Assigned task:
How many of the lines below have "impl" in them? Say the number and nothing more.

Data for this task:
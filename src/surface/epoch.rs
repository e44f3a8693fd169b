//! Epoch-stamped deferred context release.
//!
//! A surface that unmounts hands its context to the host for release on a
//! later turn, so an immediate remount onto the same render target can still
//! use it. Each mount advances the target's epoch; a deferred release only
//! runs if no mount happened since it was scheduled.

use std::cell::Cell;
use std::rc::Rc;

use crate::gpu::GraphicsContext;

/// Snapshot of an [`EpochCounter`].
#[derive(Debug, Clone, Copy, PartialEq, Eq, Hash)]
pub struct EpochToken(u64);

/// Mount counter shared by everything that renders into one target.
#[derive(Debug, Clone, Default)]
pub struct EpochCounter(Rc<Cell<u64>>);

impl EpochCounter {
    /// Counter starting at epoch zero.
    #[must_use]
    pub fn new() -> Self {
        Self::default()
    }

    /// Start a new epoch and return its token.
    pub fn advance(&self) -> EpochToken {
        let next = self.0.get() + 1;
        self.0.set(next);
        EpochToken(next)
    }

    /// Token of the current epoch.
    pub fn current(&self) -> EpochToken {
        EpochToken(self.0.get())
    }

    /// Whether `token` still names the current epoch.
    pub fn is_current(&self, token: EpochToken) -> bool {
        self.0.get() == token.0
    }
}

/// A context waiting to be released on a later turn.
#[derive(Debug)]
pub struct DeferredRelease<C: GraphicsContext> {
    token: EpochToken,
    counter: EpochCounter,
    context: C,
}

impl<C: GraphicsContext> DeferredRelease<C> {
    /// Stamp `context` with the current epoch of `counter`.
    pub fn new(counter: &EpochCounter, context: C) -> Self {
        Self {
            token: counter.current(),
            counter: counter.clone(),
            context,
        }
    }

    /// Release the context unless a newer mount has claimed the target.
    /// Returns whether the release happened.
    pub fn run(mut self) -> bool {
        if self.counter.is_current(self.token) {
            self.context.release();
            true
        } else {
            log::debug!("skipping stale context release");
            false
        }
    }
}
use std::cell::RefCell;
use std::rc::Rc;

use wasm_bindgen::JsCast;
use web_sys::{Element, HtmlCanvasElement};

use super::host::{paint_fallback, BrowserHost, SharedSurface};
use super::visibility::IntersectionTracker;
use crate::effects;
use crate::monitor::DowngradeBus;
use crate::registry::{SharedRegistry, ShaderPriority};
use crate::surface::{EpochCounter, RenderSurface, SurfaceConfig, SurfaceState};
use crate::theme::SectionConfig;

thread_local! {
    /// One mount counter per canvas element, so a quick remount onto the
    /// same canvas invalidates the previous mount's pending release.
    static EPOCHS: RefCell<Vec<(HtmlCanvasElement, EpochCounter)>> =
        const { RefCell::new(Vec::new()) };
}

fn epoch_for(canvas: &HtmlCanvasElement) -> EpochCounter {
    EPOCHS.with_borrow_mut(|epochs| {
        epochs.retain(|(c, _)| c.is_connected() || c == canvas);
        if let Some((_, epoch)) = epochs.iter().find(|(c, _)| c == canvas) {
            return epoch.clone();
        }
        let epoch = EpochCounter::new();
        epochs.push((canvas.clone(), epoch.clone()));
        epoch
    })
}

/// How a [`ShaderCanvas`] takes part in the page-wide budget.
#[derive(Clone)]
pub struct MountOptions {
    /// Registry to request a slot from. Unbudgeted when `None`.
    pub registry: Option<SharedRegistry>,
    /// Priority of the slot.
    pub priority: i32,
    /// Tracker to attach the canvas to once admitted.
    pub tracker: Option<IntersectionTracker>,
    /// Bus for downgrade reports, unless the config brings its own.
    pub downgrade_bus: Option<DowngradeBus>,
}

impl Default for MountOptions {
    fn default() -> Self {
        Self {
            registry: None,
            priority: ShaderPriority::Medium.value(),
            tracker: None,
            downgrade_bus: None,
        }
    }
}

/// A shader effect running on a page canvas.
///
/// The canvas is sized after its parent element. Dropping the handle
/// unmounts the surface.
pub struct ShaderCanvas {
    surface: SharedSurface,
}

impl ShaderCanvas {
    /// Mount `config` on `canvas`. `None` outside a browser window.
    pub fn mount(
        canvas: HtmlCanvasElement,
        mut config: SurfaceConfig,
        options: &MountOptions,
    ) -> Option<Self> {
        let window = web_sys::window()?;
        if config.downgrade_bus.is_none() {
            config.downgrade_bus.clone_from(&options.downgrade_bus);
        }
        let container = canvas
            .parent_element()
            .unwrap_or_else(|| canvas.clone().unchecked_into::<Element>());
        let epoch = epoch_for(&canvas);
        let track_pointer = config.track_pointer;

        let surface: SharedSurface = Rc::new_cyclic(|weak| {
            let host = BrowserHost::new(
                window,
                canvas,
                container,
                epoch,
                weak,
                track_pointer,
            );
            RefCell::new(RenderSurface::new(host, config))
        });

        {
            let mut s = surface.borrow_mut();
            let (width, height, dpr) = s.host().measure();
            s.resize(width, height, dpr);
            let state = match &options.registry {
                Some(registry) => s.mount_admitted(registry, options.priority),
                None => s.mount(),
            };
            log::debug!("shader canvas mounted: {state}");
            if let (Some(tracker), Some(admission)) =
                (&options.tracker, s.admission())
            {
                tracker.attach(admission.id(), s.host().canvas());
            }
        }

        Some(Self { surface })
    }

    /// Mount the effect a theme section asks for. Sections without a
    /// shader get their fallback painted on the container and no surface.
    pub fn mount_section(
        canvas: HtmlCanvasElement,
        section: &SectionConfig,
        options: &MountOptions,
    ) -> Option<Self> {
        let Some(config) = effects::surface_config(section) else {
            let container = canvas
                .parent_element()
                .unwrap_or_else(|| canvas.clone().unchecked_into::<Element>());
            paint_fallback(&canvas, &container, &effects::section_fallback(section));
            return None;
        };
        let options = MountOptions {
            priority: section.registry_priority(),
            ..options.clone()
        };
        Self::mount(canvas, config, &options)
    }

    /// Current surface state. `None` while the surface is borrowed, e.g.
    /// from inside one of its own callbacks.
    pub fn state(&self) -> Option<SurfaceState> {
        self.surface.try_borrow().ok().map(|s| s.state())
    }

    /// The underlying surface.
    pub const fn surface(&self) -> &SharedSurface {
        &self.surface
    }

    /// Stop the effect and free its GPU resources.
    pub fn unmount(&self) {
        match self.surface.try_borrow_mut() {
            Ok(mut s) => s.unmount(),
            Err(_) => log::warn!("shader canvas busy during unmount"),
        }
    }
}

impl Drop for ShaderCanvas {
    fn drop(&mut self) {
        self.unmount();
    }
}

Response:
5